Biologists and land managers in Michigan are concerned that management practices will negatively impact the EMR population by increasing mortality or potentially disrupting habitat use and movement patterns. Continued research on the effects of management practices on EMRs in Michigan is necessary to address these issues and this study has established a baseline to build from in our efforts to research these questions. We hope to continue radio-tracking and monitoring EMR movements, habitat use, and survival at PCCI prior to and after management practices are implemented in 2007. We will continue to work with PCCI, MDNR, and Lansing Potter Park Zoo to design and conduct research projects to improve our understanding of EMR ecology and increase the knowledge base of the species so that we can better conserve their populations through the use of sound management practices and education and outreach.
Although everyone has a different opinion of rattlesnakes, they all want to know more.

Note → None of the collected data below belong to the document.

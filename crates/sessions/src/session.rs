//! The session entity and its state machine.
//!
//! ```text
//!            attach                start_guest / start_member
//! Offline ─────────────▶ Ready ─────────────────────────────▶ Used
//!    ▲                    │  ▲                                 │
//!    │ detach (any)       │  └──────── reset / timeout ────────┘
//!    │                    │ start_administrator
//!    │                    ▼
//!    └─────────────── Maintenance ── reset ──▶ Ready
//! ```

use std::collections::VecDeque;
use std::fmt;

use sn_domain::{TerminalId, User, Voucher};

use crate::event::SessionEvent;

/// Opaque handle of a live transport connection.
///
/// The session only remembers which connection it belongs to; the router
/// owns the connection table and is the only one that can close it.
#[derive(Debug, Clone, Copy, PartialEq, Eq, Hash, PartialOrd, Ord)]
pub struct ConnectionId(pub u64);

impl fmt::Display for ConnectionId {
    fn fmt(&self, f: &mut fmt::Formatter<'_>) -> fmt::Result {
        write!(f, "conn-{}", self.0)
    }
}

/// Wire name is [`SessionState::as_str`]; the monitor feed writes it as a
/// plain string.
#[derive(Debug, Clone, Copy, Default, PartialEq, Eq, Hash)]
pub enum SessionState {
    /// No transport attached.
    #[default]
    Offline,
    /// Transport attached, nobody signed in.
    Ready,
    /// A billable session is running.
    Used,
    /// An administrator occupies the terminal; not billed.
    Maintenance,
}

impl SessionState {
    pub fn as_str(&self) -> &'static str {
        match self {
            Self::Offline => "offline",
            Self::Ready => "ready",
            Self::Used => "used",
            Self::Maintenance => "maintenance",
        }
    }
}

impl fmt::Display for SessionState {
    fn fmt(&self, f: &mut fmt::Formatter<'_>) -> fmt::Result {
        f.write_str(self.as_str())
    }
}

/// One provisioned terminal.  Created once from the roster and never
/// destroyed while the process runs.
#[derive(Debug, Clone)]
pub struct Session {
    id: TerminalId,
    host_address: String,
    mac_address: String,
    state: SessionState,
    connection: Option<ConnectionId>,
    user: User,
    active_voucher: Voucher,
    voucher_backlog: VecDeque<Voucher>,
    ticking: bool,
    timer_epoch: u64,
}

impl Session {
    pub fn new(id: TerminalId, host_address: impl Into<String>, mac_address: impl Into<String>) -> Self {
        Self {
            id,
            host_address: host_address.into(),
            mac_address: mac_address.into(),
            state: SessionState::Offline,
            connection: None,
            user: User::default(),
            active_voucher: Voucher::default(),
            voucher_backlog: VecDeque::new(),
            ticking: false,
            timer_epoch: 0,
        }
    }

    // ── Accessors ────────────────────────────────────────────────────

    pub fn id(&self) -> TerminalId {
        self.id
    }

    pub fn host_address(&self) -> &str {
        &self.host_address
    }

    pub fn mac_address(&self) -> &str {
        &self.mac_address
    }

    pub fn state(&self) -> SessionState {
        self.state
    }

    pub fn connection(&self) -> Option<ConnectionId> {
        self.connection
    }

    pub fn user(&self) -> &User {
        &self.user
    }

    pub fn active_voucher(&self) -> &Voucher {
        &self.active_voucher
    }

    pub fn voucher_backlog(&self) -> impl ExactSizeIterator<Item = &Voucher> {
        self.voucher_backlog.iter()
    }

    /// Whether the per-minute timer should be running.
    pub fn is_ticking(&self) -> bool {
        self.ticking
    }

    /// Bumped every time the timer starts.  A tick scheduled under an
    /// older epoch belongs to a session that has since been reset.
    pub fn timer_epoch(&self) -> u64 {
        self.timer_epoch
    }

    // ── Transport ────────────────────────────────────────────────────

    /// Offline → Ready.
    pub fn attach_connection(&mut self, connection: ConnectionId) {
        self.connection = Some(connection);
        if self.state == SessionState::Offline {
            self.state = SessionState::Ready;
        }
    }

    /// Any → Offline, dropping the occupant.
    pub fn detach_connection(&mut self) {
        self.connection = None;
        self.reset_session();
    }

    // ── Occupancy ────────────────────────────────────────────────────

    /// Ready → Used, billed against `voucher`.
    pub fn start_guest_session(&mut self, voucher: Voucher) {
        self.voucher_backlog.clear();
        self.user = User::guest(voucher.duration_minutes);
        self.active_voucher = voucher;
        self.state = SessionState::Used;
        self.start_timer();
    }

    /// Ready → Used, billed against the member's balance.
    pub fn start_member_session(&mut self, user: User) {
        self.voucher_backlog.clear();
        self.active_voucher = Voucher::default();
        self.user = user;
        self.state = SessionState::Used;
        self.start_timer();
    }

    /// Ready → Maintenance.  Not billed, so no timer.
    pub fn start_administrator_session(&mut self) {
        self.voucher_backlog.clear();
        self.active_voucher = Voucher::default();
        self.user = User::administrator();
        self.state = SessionState::Maintenance;
        self.ticking = false;
    }

    /// Add a voucher's time to the running session.
    ///
    /// Guests queue the voucher behind the active one; members only gain
    /// the minutes (the voucher itself is consumed by the store).
    pub fn topup_voucher(&mut self, voucher: Voucher) -> Vec<SessionEvent> {
        self.user.add_duration(voucher.duration_minutes);
        if self.user.is_guest() {
            self.voucher_backlog.push_back(voucher);
        }
        vec![self.updated()]
    }

    /// Any → Ready (connection attached) or Offline.  Idempotent.
    pub fn reset_session(&mut self) {
        self.ticking = false;
        self.user = User::default();
        self.active_voucher = Voucher::default();
        self.voucher_backlog.clear();
        self.state = if self.connection.is_some() {
            SessionState::Ready
        } else {
            SessionState::Offline
        };
    }

    // ── Billing ──────────────────────────────────────────────────────

    /// Bill one minute.
    ///
    /// Events, in order: `Updated` always; `TimedOut` once the occupant's
    /// time is at or below zero; `VoucherExhausted` once a guest's active voucher
    /// reaches zero, after which the backlog head (if any) becomes
    /// active.  A timeout resets the session before returning.
    pub fn tick(&mut self) -> Vec<SessionEvent> {
        if self.state != SessionState::Used || !self.ticking {
            return Vec::new();
        }

        let guest = self.user.is_guest();
        self.user.add_duration(-1);
        if guest {
            self.active_voucher.duration_minutes -= 1;
        }

        let mut events = vec![self.updated()];

        let timed_out = self.user.duration_minutes <= 0;
        if timed_out {
            events.push(SessionEvent::TimedOut {
                user: self.user.clone(),
                active_voucher: self.active_voucher.clone(),
            });
        }

        if guest && self.active_voucher.is_exhausted() {
            events.push(SessionEvent::VoucherExhausted {
                code: self.active_voucher.code.clone(),
            });
            if let Some(next) = self.voucher_backlog.pop_front() {
                self.active_voucher = next;
            }
        }

        if timed_out {
            self.reset_session();
        }

        events
    }

    fn start_timer(&mut self) {
        self.ticking = true;
        self.timer_epoch += 1;
    }

    fn updated(&self) -> SessionEvent {
        SessionEvent::Updated {
            user: self.user.clone(),
            active_voucher: self.active_voucher.clone(),
        }
    }
}

#[cfg(test)]
mod tests {
    use super::*;
    use sn_domain::UserGroup;

    fn ready() -> Session {
        let mut s = Session::new(1, "10.0.0.11", "aa:bb:cc:dd:ee:01");
        s.attach_connection(ConnectionId(1));
        s
    }

    fn assert_invariants(s: &Session) {
        assert_eq!(s.state() == SessionState::Offline, s.connection().is_none());
        assert_eq!(
            s.state() == SessionState::Used,
            matches!(s.user().group, UserGroup::Member | UserGroup::Guest)
        );
        assert_eq!(
            s.state() == SessionState::Maintenance,
            s.user().group == UserGroup::Administrator
        );
        if s.voucher_backlog().len() > 0 {
            assert!(s.user().is_guest());
        }
    }

    #[test]
    fn starts_offline() {
        let s = Session::new(3, "10.0.0.13", "");
        assert_eq!(s.state(), SessionState::Offline);
        assert!(s.connection().is_none());
        assert!(!s.is_ticking());
        assert_invariants(&s);
    }

    #[test]
    fn attach_then_detach() {
        let mut s = ready();
        assert_eq!(s.state(), SessionState::Ready);
        assert_invariants(&s);

        s.start_member_session(User::member(9, "alice", 30));
        s.detach_connection();
        assert_eq!(s.state(), SessionState::Offline);
        assert!(s.user().is_unknown());
        assert!(!s.is_ticking());
        assert_invariants(&s);
    }

    #[test]
    fn guest_session_bills_the_voucher() {
        let mut s = ready();
        s.start_guest_session(Voucher::new("C", 10, 5));
        assert_eq!(s.state(), SessionState::Used);
        assert!(s.user().is_guest());
        assert_eq!(s.user().duration_minutes, 10);
        assert_eq!(s.active_voucher().code, "C");
        assert!(s.is_ticking());
        assert_invariants(&s);
    }

    #[test]
    fn member_session_has_no_voucher() {
        let mut s = ready();
        s.start_member_session(User::member(9, "alice", 30));
        assert_eq!(s.state(), SessionState::Used);
        assert!(s.active_voucher().is_empty());
        assert_invariants(&s);
    }

    #[test]
    fn administrator_session_does_not_tick() {
        let mut s = ready();
        s.start_administrator_session();
        assert_eq!(s.state(), SessionState::Maintenance);
        assert!(!s.is_ticking());
        assert!(s.tick().is_empty());
        assert_invariants(&s);
    }

    #[test]
    fn member_topup_adds_minutes_only() {
        let mut s = ready();
        s.start_member_session(User::member(9, "alice", 30));
        let events = s.topup_voucher(Voucher::new("X", 60, 0));
        assert_eq!(s.user().duration_minutes, 90);
        assert_eq!(s.voucher_backlog().len(), 0);
        assert!(matches!(
            events.as_slice(),
            [SessionEvent::Updated { user, .. }] if user.duration_minutes == 90
        ));
    }

    #[test]
    fn guest_topup_queues_voucher() {
        let mut s = ready();
        s.start_guest_session(Voucher::new("C", 2, 0));
        s.topup_voucher(Voucher::new("A", 5, 0));
        assert_eq!(s.user().duration_minutes, 7);
        assert_eq!(s.voucher_backlog().len(), 1);
        assert_eq!(s.active_voucher().code, "C");
        assert_invariants(&s);
    }

    #[test]
    fn new_guest_session_clears_backlog() {
        let mut s = ready();
        s.start_guest_session(Voucher::new("C", 2, 0));
        s.topup_voucher(Voucher::new("A", 5, 0));
        s.reset_session();
        s.start_guest_session(Voucher::new("D", 3, 0));
        assert_eq!(s.voucher_backlog().len(), 0);
    }

    #[test]
    fn reset_is_idempotent() {
        let mut s = ready();
        s.start_guest_session(Voucher::new("C", 2, 0));
        s.topup_voucher(Voucher::new("A", 5, 0));

        s.reset_session();
        let once = (
            s.state(),
            s.user().clone(),
            s.active_voucher().clone(),
            s.voucher_backlog().len(),
            s.is_ticking(),
        );
        s.reset_session();
        let twice = (
            s.state(),
            s.user().clone(),
            s.active_voucher().clone(),
            s.voucher_backlog().len(),
            s.is_ticking(),
        );
        assert_eq!(once, twice);
        assert_eq!(once.0, SessionState::Ready);
    }

    #[test]
    fn tick_decrements_member_without_touching_voucher() {
        let mut s = ready();
        s.start_member_session(User::member(9, "alice", 3));
        let events = s.tick();
        assert_eq!(events.len(), 1);
        assert_eq!(s.user().duration_minutes, 2);
        assert!(s.active_voucher().is_empty());
    }

    #[test]
    fn member_without_minutes_times_out_on_first_tick() {
        let mut s = ready();
        s.start_member_session(User::member(9, "alice", 0));
        let events = s.tick();
        assert_eq!(events.len(), 2);
        match &events[1] {
            SessionEvent::TimedOut { user, .. } => assert_eq!(user.duration_minutes, -1),
            other => panic!("expected a timeout, got {other:?}"),
        }
        assert_eq!(s.state(), SessionState::Ready);
    }

    #[test]
    fn tick_on_idle_session_is_a_no_op() {
        let mut s = ready();
        assert!(s.tick().is_empty());
        assert_eq!(s.state(), SessionState::Ready);
    }

    #[test]
    fn state_names_are_lowercase() {
        let names: Vec<String> = [
            SessionState::Offline,
            SessionState::Ready,
            SessionState::Used,
            SessionState::Maintenance,
        ]
        .iter()
        .map(|state| state.to_string())
        .collect();
        assert_eq!(names, ["offline", "ready", "used", "maintenance"]);
    }

    #[test]
    fn timer_epoch_advances_per_start() {
        let mut s = ready();
        s.start_member_session(User::member(9, "alice", 3));
        let first = s.timer_epoch();
        s.reset_session();
        s.start_guest_session(Voucher::new("C", 2, 0));
        assert_eq!(s.timer_epoch(), first + 1);
    }
}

I recently gave a presentation on the EMR research at PCCI that was 45 minutes long and filled with general, natural history, information, as well as research data and results. I was worried that it would be too boring for the public (too many graphs and numbers). As I was giving the presentation and moving into the "numbers" section of the talk, I was thrilled to see that everyone in the audience was listening intently, following along with the charts and diagrams, interested in every aspect of EMR research. Afterwards, I was pleasantly surprised with over an hour of questions and comments. It is obvious that there are many more unanswered questions among laypeople and researchers alike. Education is integral to the promotion of "living with Massasaugas." The opportunity to be involved in creating awareness of EMRs and their conservation needs by collaborating with invaluable partners from diverse organizations and developing posters, giving seminars, and participating in public workshops has been immensely rewarding. When I first became interested in EMR conservation I posed the question to myself: "how do you conserve a species that everyone hates?" The answer is education. Continued research and communication of the results to the public and fellow professionals in the field of wildlife conservation and management will strengthen the foundation for the conservation EMR populations.
Information from this project will be shared with natural resources researchers and managers at the 2007 Annual Wildlife Society Conference.